None stranger, though, than a June 9 incident on Tanaga Island in the Aleutians. Brunke, a U.S. Department of Agriculture wildlife specialist, was on a field project when he spotted a jawbone in the rocks along the shoreline.
He described the eerie situation during an interview last week at the couple's home off Knik-Goose Bay Road.
"I'm into bones," said Brunke, who often finds animal remains at work sites. "At first all I could see was missing teeth in front and I thought it was an otter jaw. With all the dental work it was obviously human.
"I wasn't freaked out, but I was like 'Wow!'"
He called Dawn later in the day via satellite telephone and she called Alaska State Troopers, who directed her to the trooper office in Dillingham. Troopers there had originally investigated the sinking of two fishing boats -- the Amber Dawn two years ago and the Galaxy last year.
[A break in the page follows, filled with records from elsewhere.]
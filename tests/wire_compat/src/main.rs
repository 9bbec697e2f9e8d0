fn main() {
    println!("Run `cargo test -p wire-compat` to execute wire compatibility tests.");
}

#[cfg(test)]
mod tests {
    use std::fs;
    use std::path::PathBuf;

    use lansend_protocol::messages::{
        ChunkAck, ChunkQuery, CompleteUploadResponse, InitUploadRequest, InitUploadResponse,
        UploadFileResponse, UploadIdRequest, VerifyPasswordResponse,
    };
    use lansend_protocol::{ErrorReply, ServerErrorKind, ServerReply};

    /// Returns the path to the fixtures directory.
    fn fixtures_dir() -> PathBuf {
        PathBuf::from(env!("CARGO_MANIFEST_DIR")).join("fixtures")
    }

    /// Loads a fixture JSON file and returns it as a `serde_json::Value`.
    fn load_fixture(name: &str) -> serde_json::Value {
        let path = fixtures_dir().join(name);
        let data = fs::read_to_string(&path)
            .unwrap_or_else(|e| panic!("failed to read fixture {}: {e}", path.display()));
        serde_json::from_str(&data)
            .unwrap_or_else(|e| panic!("failed to parse fixture {}: {e}", path.display()))
    }

    /// Normalizes JSON values so that integer-valued floats compare equal.
    ///
    /// The server may send sizes as `10485760.0`; serde emits `10485760`.
    fn normalize_value(v: &serde_json::Value) -> serde_json::Value {
        match v {
            serde_json::Value::Number(n) => {
                if let Some(f) = n.as_f64() {
                    serde_json::json!(f)
                } else {
                    v.clone()
                }
            }
            serde_json::Value::Object(map) => {
                let normalized: serde_json::Map<String, serde_json::Value> = map
                    .iter()
                    .map(|(k, v)| (k.clone(), normalize_value(v)))
                    .collect();
                serde_json::Value::Object(normalized)
            }
            serde_json::Value::Array(arr) => {
                serde_json::Value::Array(arr.iter().map(normalize_value).collect())
            }
            _ => v.clone(),
        }
    }

    /// Deserializes a fixture into a Rust type, re-serializes it, and compares
    /// the JSON values (order-independent, float-normalized comparison).
    fn roundtrip_test<T>(name: &str)
    where
        T: serde::de::DeserializeOwned + serde::Serialize,
    {
        let fixture = load_fixture(name);
        let parsed: T = serde_json::from_value(fixture.clone())
            .unwrap_or_else(|e| panic!("failed to deserialize {name}: {e}"));
        let reserialized = serde_json::to_value(&parsed)
            .unwrap_or_else(|e| panic!("failed to re-serialize {name}: {e}"));

        assert_eq!(
            normalize_value(&fixture),
            normalize_value(&reserialized),
            "roundtrip mismatch for {name}:\n  server: {fixture}\n  client: {reserialized}"
        );
    }

    // --- Request payloads ---

    #[test]
    fn fixture_init_upload_request() {
        roundtrip_test::<InitUploadRequest>("init_upload_request.json");
    }

    #[test]
    fn fixture_chunk_query() {
        roundtrip_test::<ChunkQuery>("chunk_query.json");
    }

    #[test]
    fn fixture_upload_id_request() {
        roundtrip_test::<UploadIdRequest>("upload_id_request.json");
    }

    // --- Response payloads ---

    #[test]
    fn fixture_init_upload_response() {
        roundtrip_test::<InitUploadResponse>("init_upload_response.json");
    }

    #[test]
    fn fixture_chunk_ack() {
        roundtrip_test::<ChunkAck>("chunk_ack.json");
    }

    #[test]
    fn fixture_complete_upload_response() {
        roundtrip_test::<CompleteUploadResponse>("complete_upload_response.json");
    }

    #[test]
    fn fixture_upload_file_response() {
        roundtrip_test::<UploadFileResponse>("upload_file_response.json");
    }

    #[test]
    fn fixture_verify_password_response() {
        roundtrip_test::<VerifyPasswordResponse>("verify_password_response.json");
    }

    #[test]
    fn fixture_error_reply() {
        roundtrip_test::<ErrorReply>("error_reply.json");
    }

    // --- Older servers and envelope handling ---

    #[test]
    fn legacy_complete_response_without_renamed() {
        let json = load_fixture("complete_upload_response_legacy.json");
        let resp: CompleteUploadResponse = serde_json::from_value(json).unwrap();
        assert_eq!(resp.filename, "movie.mkv");
        assert!(!resp.renamed, "missing renamed should default to false");
        assert_eq!(resp.size, Some(10485760));
    }

    #[test]
    fn init_request_without_password_omits_field() {
        let mut json = load_fixture("init_upload_request.json");
        json.as_object_mut().unwrap().remove("password");
        let req: InitUploadRequest = serde_json::from_value(json.clone()).unwrap();
        assert!(req.password.is_none());
        assert_eq!(
            normalize_value(&serde_json::to_value(&req).unwrap()),
            normalize_value(&json)
        );
    }

    #[test]
    fn error_fixture_wins_over_success_envelope() {
        let json = load_fixture("error_reply.json");
        let reply: ServerReply<InitUploadResponse> = serde_json::from_value(json).unwrap();
        let err = reply.into_result().unwrap_err();
        assert_eq!(err.kind(), ServerErrorKind::WrongPassword);
    }

    #[test]
    fn success_fixture_decodes_through_envelope() {
        let json = load_fixture("complete_upload_response.json");
        let reply: ServerReply<CompleteUploadResponse> = serde_json::from_value(json).unwrap();
        let resp = reply.into_result().unwrap();
        assert!(resp.renamed);
        assert_eq!(resp.filename, "movie (1).mkv");
    }

    #[test]
    fn chunk_ack_envelope_accepts_empty_object() {
        let json = load_fixture("chunk_ack.json");
        let reply: ServerReply<ChunkAck> = serde_json::from_value(json).unwrap();
        assert_eq!(reply.into_result().unwrap(), ChunkAck {});
    }
}
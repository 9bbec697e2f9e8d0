//! In-memory upload service for tests.

use std::collections::{BTreeMap, HashMap, HashSet};
use std::sync::atomic::{AtomicUsize, Ordering};
use std::sync::{Arc, Mutex, MutexGuard};
use std::time::Duration;

use bytes::{Bytes, BytesMut};

use lansend_protocol::constants::{PASSWORD_REQUIRED, WRONG_PASSWORD};
use lansend_protocol::messages::{
    ChunkAck, ChunkQuery, CompleteUploadResponse, InitUploadRequest, InitUploadResponse,
    UploadFileResponse, UploadIdRequest, VerifyPasswordResponse,
};
use lansend_upload_client::{
    ProtocolClient, SendProgress, TransportError, TransportFuture, UploadTransport,
    WholeFileRequest,
};

type DelayFn = Arc<dyn Fn(u32) -> Duration + Send + Sync>;

struct PendingUpload {
    filename: String,
    path: String,
    size: u64,
    chunk_size: u64,
    total_chunks: u32,
    chunks: HashMap<u32, Bytes>,
}

#[derive(Default)]
struct FakeState {
    next_id: u64,
    sessions: HashMap<String, PendingUpload>,
    /// Stored files keyed by `path/name`.
    stored: BTreeMap<String, Bytes>,
    /// Every chunk request, in arrival order, failed ones included.
    chunk_calls: Vec<(String, u32)>,
    /// Remaining scripted failures per chunk index.
    chunk_failures: HashMap<u32, u32>,
    failing_inits: HashSet<String>,
    /// Files whose chunks are answered with "wrong password" after init.
    rejected_chunks: HashSet<String>,
    inits: Vec<String>,
    whole_uploads: Vec<String>,
    aborted: Vec<String>,
    verify_calls: usize,
}

/// Upload service double: reassembles chunks, renames on collision, and
/// checks an optional password.
pub(crate) struct FakeServer {
    password: Option<String>,
    state: Mutex<FakeState>,
    chunk_delay: Mutex<Option<DelayFn>>,
    in_flight: AtomicUsize,
    max_in_flight: AtomicUsize,
}

fn remote(status: u16, message: &str) -> TransportError {
    TransportError::Remote {
        status,
        message: message.to_string(),
    }
}

/// `name.ext` -> `name (n).ext`.
fn numbered(name: &str, n: usize) -> String {
    match name.rsplit_once('.') {
        Some((stem, ext)) if !stem.is_empty() => format!("{stem} ({n}).{ext}"),
        _ => format!("{name} ({n})"),
    }
}

impl FakeServer {
    pub(crate) fn new() -> Self {
        Self {
            password: None,
            state: Mutex::new(FakeState::default()),
            chunk_delay: Mutex::new(None),
            in_flight: AtomicUsize::new(0),
            max_in_flight: AtomicUsize::new(0),
        }
    }

    pub(crate) fn with_password(password: &str) -> Self {
        Self {
            password: Some(password.to_string()),
            ..Self::new()
        }
    }

    /// Protocol client over this server, default retry policy.
    pub(crate) fn client(self: &Arc<Self>) -> ProtocolClient {
        ProtocolClient::new(self.clone())
    }

    fn state(&self) -> MutexGuard<'_, FakeState> {
        self.state.lock().unwrap()
    }

    pub(crate) fn set_chunk_delay(&self, delay: impl Fn(u32) -> Duration + Send + Sync + 'static) {
        *self.chunk_delay.lock().unwrap() = Some(Arc::new(delay));
    }

    /// Makes the next `times` requests for chunk `index` fail with a 503.
    pub(crate) fn fail_chunk(&self, index: u32, times: u32) {
        self.state().chunk_failures.insert(index, times);
    }

    /// Makes every init for `filename` fail.
    pub(crate) fn fail_init(&self, filename: &str) {
        self.state().failing_inits.insert(filename.to_string());
    }

    /// Accepts the init for `filename`, then rejects its chunks as if the
    /// password had changed in between.
    pub(crate) fn reject_chunks_for(&self, filename: &str) {
        self.state().rejected_chunks.insert(filename.to_string());
    }

    pub(crate) fn chunk_indices(&self, upload_id: &str) -> Vec<u32> {
        self.state()
            .chunk_calls
            .iter()
            .filter(|(id, _)| id == upload_id)
            .map(|(_, index)| *index)
            .collect()
    }

    pub(crate) fn chunk_call_count(&self) -> usize {
        self.state().chunk_calls.len()
    }

    pub(crate) fn max_in_flight(&self) -> usize {
        self.max_in_flight.load(Ordering::SeqCst)
    }

    pub(crate) fn stored(&self, key: &str) -> Option<Bytes> {
        self.state().stored.get(key).cloned()
    }

    pub(crate) fn stored_names(&self) -> Vec<String> {
        self.state().stored.keys().cloned().collect()
    }

    pub(crate) fn inits(&self) -> Vec<String> {
        self.state().inits.clone()
    }

    pub(crate) fn whole_uploads(&self) -> Vec<String> {
        self.state().whole_uploads.clone()
    }

    pub(crate) fn aborted(&self) -> Vec<String> {
        self.state().aborted.clone()
    }

    pub(crate) fn verify_calls(&self) -> usize {
        self.state().verify_calls
    }

    fn check_password(&self, supplied: Option<&str>) -> Result<(), TransportError> {
        match (&self.password, supplied) {
            (None, _) => Ok(()),
            (Some(_), None) => Err(remote(401, PASSWORD_REQUIRED)),
            (Some(expected), Some(given)) if expected == given => Ok(()),
            (Some(_), Some(_)) => Err(remote(401, WRONG_PASSWORD)),
        }
    }

    /// Stores `data` under a free name in `path`.
    fn store(state: &mut FakeState, path: &str, filename: &str, data: Bytes) -> (String, bool) {
        let key = |name: &str| format!("{path}/{name}");
        let mut name = filename.to_string();
        let mut n = 1;
        while state.stored.contains_key(&key(&name)) {
            name = numbered(filename, n);
            n += 1;
        }
        state.stored.insert(key(&name), data);
        let renamed = name != filename;
        (name, renamed)
    }
}

impl UploadTransport for FakeServer {
    fn init_upload<'a>(
        &'a self,
        req: &'a InitUploadRequest,
    ) -> TransportFuture<'a, InitUploadResponse> {
        Box::pin(async move {
            self.check_password(req.password.as_deref())?;
            let mut state = self.state();
            state.inits.push(req.filename.clone());
            if state.failing_inits.contains(&req.filename) {
                return Err(remote(400, "disk full"));
            }
            state.next_id += 1;
            let id = format!("u{}", state.next_id);
            state.sessions.insert(
                id.clone(),
                PendingUpload {
                    filename: req.filename.clone(),
                    path: req.path.clone(),
                    size: req.size,
                    chunk_size: req.chunk_size,
                    total_chunks: req.total_chunks,
                    chunks: HashMap::new(),
                },
            );
            Ok(InitUploadResponse { upload_id: Some(id) })
        })
    }

    fn upload_chunk<'a>(
        &'a self,
        query: &'a ChunkQuery,
        data: Bytes,
        password: Option<&'a str>,
    ) -> TransportFuture<'a, ChunkAck> {
        Box::pin(async move {
            let now = self.in_flight.fetch_add(1, Ordering::SeqCst) + 1;
            self.max_in_flight.fetch_max(now, Ordering::SeqCst);

            let scripted_failure = {
                let mut state = self.state();
                state.chunk_calls.push((query.upload_id.clone(), query.index));
                match state.chunk_failures.get_mut(&query.index) {
                    Some(left) if *left > 0 => {
                        *left -= 1;
                        true
                    }
                    _ => false,
                }
            };

            let delay = self.chunk_delay.lock().unwrap().clone();
            if let Some(delay) = delay {
                tokio::time::sleep(delay(query.index)).await;
            }
            self.in_flight.fetch_sub(1, Ordering::SeqCst);

            self.check_password(password)?;
            if scripted_failure {
                return Err(TransportError::Api {
                    status: 503,
                    body: "busy".into(),
                });
            }

            let mut guard = self.state();
            let state = &mut *guard;
            let session = state
                .sessions
                .get_mut(&query.upload_id)
                .ok_or_else(|| remote(404, "upload session not found"))?;
            if state.rejected_chunks.contains(&session.filename) {
                return Err(remote(401, WRONG_PASSWORD));
            }
            if query.index >= session.total_chunks {
                return Err(remote(400, "chunk index out of range"));
            }
            session.chunks.insert(query.index, data);
            Ok(ChunkAck {})
        })
    }

    fn complete_upload<'a>(
        &'a self,
        req: &'a UploadIdRequest,
    ) -> TransportFuture<'a, CompleteUploadResponse> {
        Box::pin(async move {
            self.check_password(req.password.as_deref())?;
            let mut state = self.state();
            let session = state
                .sessions
                .remove(&req.upload_id)
                .ok_or_else(|| remote(404, "upload session not found"))?;

            let mut assembled = BytesMut::with_capacity(session.size as usize);
            for index in 0..session.total_chunks {
                let chunk = session
                    .chunks
                    .get(&index)
                    .ok_or_else(|| remote(400, "missing chunks"))?;
                let expected = session
                    .size
                    .min((u64::from(index) + 1) * session.chunk_size)
                    - u64::from(index) * session.chunk_size;
                if chunk.len() as u64 != expected {
                    return Err(remote(400, "chunk size mismatch"));
                }
                assembled.extend_from_slice(chunk);
            }

            let (filename, renamed) = Self::store(
                &mut state,
                &session.path,
                &session.filename,
                assembled.freeze(),
            );
            Ok(CompleteUploadResponse {
                filename,
                renamed,
                size: Some(session.size),
            })
        })
    }

    fn abort_upload<'a>(&'a self, req: &'a UploadIdRequest) -> TransportFuture<'a, ()> {
        Box::pin(async move {
            let mut state = self.state();
            state.sessions.remove(&req.upload_id);
            state.aborted.push(req.upload_id.clone());
            Ok(())
        })
    }

    fn upload_file<'a>(
        &'a self,
        req: WholeFileRequest,
        on_progress: SendProgress,
    ) -> TransportFuture<'a, UploadFileResponse> {
        Box::pin(async move {
            self.state().whole_uploads.push(req.filename.clone());
            let half = req.data.len() as u64 / 2;
            if half > 0 {
                on_progress(half);
            }
            on_progress(req.data.len() as u64);

            self.check_password(req.password.as_deref())?;
            let mut state = self.state();
            let (filename, renamed) = Self::store(&mut state, &req.path, &req.filename, req.data);
            Ok(UploadFileResponse {
                message: Some("file uploaded".into()),
                filename: Some(filename),
                renamed,
            })
        })
    }

    fn verify_password<'a>(
        &'a self,
        password: &'a str,
    ) -> TransportFuture<'a, VerifyPasswordResponse> {
        Box::pin(async move {
            self.state().verify_calls += 1;
            self.check_password(Some(password))?;
            Ok(VerifyPasswordResponse {
                message: Some("password ok".into()),
            })
        })
    }
}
Brunke went back to the location at the urging of Dillingham troopers and found remnants of a survival suit in the water. The suit and jawbone were turned over to trooper forensics experts.
Meanwhile, Brunke went online and did some research. To him, everything pointed toward the jaw and suit belonging to someone from the Galaxy, a 100-foot cod boat from Seattle. That vessel caught fire and went down on Oct. 20, 2002, after floating for a couple of days.
Brunke's hunch was right. Earlier this month it was determined by dental records that the jawbone belonged to George Karn, who was a cook on the Galaxy.
Karn was one of two people on the boat who were never found, according to a Seattle Times story. After the man's identity was learned, Karn's sister Trish called Brunke to say it helped the family to know what happened.
"She was very thankful," Brunke said. "To me, it was a mystery too. Where did he come from? Where did he go?"
The jawbone traveled 400 nautical miles from where the Galaxy went down. Yet, that's not the oddest twist to the story.
Brunke said Karn had been offered a job on another fishing boat in 2001 but turned it down because he felt the boat was too small and unsafe. That vessel was the Arctic Rose, which sunk west of the Pribilof Islands.